Task brief: Go through the data and copy every line in which "default" appears.

Material provided:
//! Foreign function interface
//!
//! Flat functions over the default [`Registry`] for Swift/Kotlin callers,
//! exported through UniFFI when the `uniffi` feature is enabled.

use crate::error::ValidationError;
use crate::number::NumberKind;
use crate::registry::{RecognizedNumber, Registry};

/// Every standard number the default registry finds in `text`
#[cfg_attr(feature = "uniffi", uniffi::export)]
pub fn recognize_ffi(text: String) -> Vec<RecognizedNumber> {
    Registry::default().recognize(&text)
}

/// Validate `text` as one family, named by tag
#[cfg_attr(feature = "uniffi", uniffi::export)]
pub fn check_ffi(family: String, text: String) -> Result<RecognizedNumber, ValidationError> {
    let registry = Registry::default();
    let id = registry.check(family.parse()?, &text)?;
    RecognizedNumber::from_identifier(&id).ok_or(ValidationError::NoCandidateFound)
}

/// Tags of all supported families
#[cfg_attr(feature = "uniffi", uniffi::export)]
pub fn supported_families_ffi() -> Vec<String> {
    NumberKind::all()
        .iter()
        .map(|kind| kind.tag().to_string())
        .collect()
}

#[cfg(test)]
mod tests {
    use super::*;

    #[test]
    fn test_recognize_ffi() {
        let found = recognize_ffi("DOI http://dx.doi.org/10.1000/182".to_string());
        let doi = found
            .iter()
            .find(|n| n.kind == NumberKind::Doi)
            .unwrap();
        assert_eq!(doi.canonical, "10.1000/182");
    }

    #[test]
    fn test_check_ffi() {
        let issn = check_ffi("issn".to_string(), "0317-8471".to_string()).unwrap();
        assert_eq!(issn.formatted.as_deref(), Some("0317-8471"));
        assert_eq!(
            check_ffi("upn".to_string(), "1".to_string()).unwrap_err(),
            ValidationError::UnknownFamily("upn".to_string())
        );
        assert!(matches!(
            check_ffi("ean".to_string(), "4006381333932".to_string()),
            Err(ValidationError::ChecksumMismatch { .. })
        ));
    }

    #[test]
    fn test_supported_families() {
        let families = supported_families_ffi();
        assert_eq!(families.len(), 17);
        assert!(families.contains(&"sici".to_string()));
    }
}
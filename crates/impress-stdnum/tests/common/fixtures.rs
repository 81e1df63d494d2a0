//! Test fixture loading utilities

use std::path::PathBuf;

/// Get the path to a fixture file
pub fn fixture_path(name: &str) -> PathBuf {
    PathBuf::from(env!("CARGO_MANIFEST_DIR"))
        .join("test_fixtures")
        .join(name)
}

/// Load a fixture file as a string
#[allow(dead_code)]
pub fn load_fixture(name: &str) -> String {
    std::fs::read_to_string(fixture_path(name))
        .unwrap_or_else(|_| panic!("Failed to load fixture: {}", name))
}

Completed exercise:
//! Flat functions over the default [`Registry`] for Swift/Kotlin callers,
/// Every standard number the default registry finds in `text`
    Registry::default().recognize(&text)
    let registry = Registry::default();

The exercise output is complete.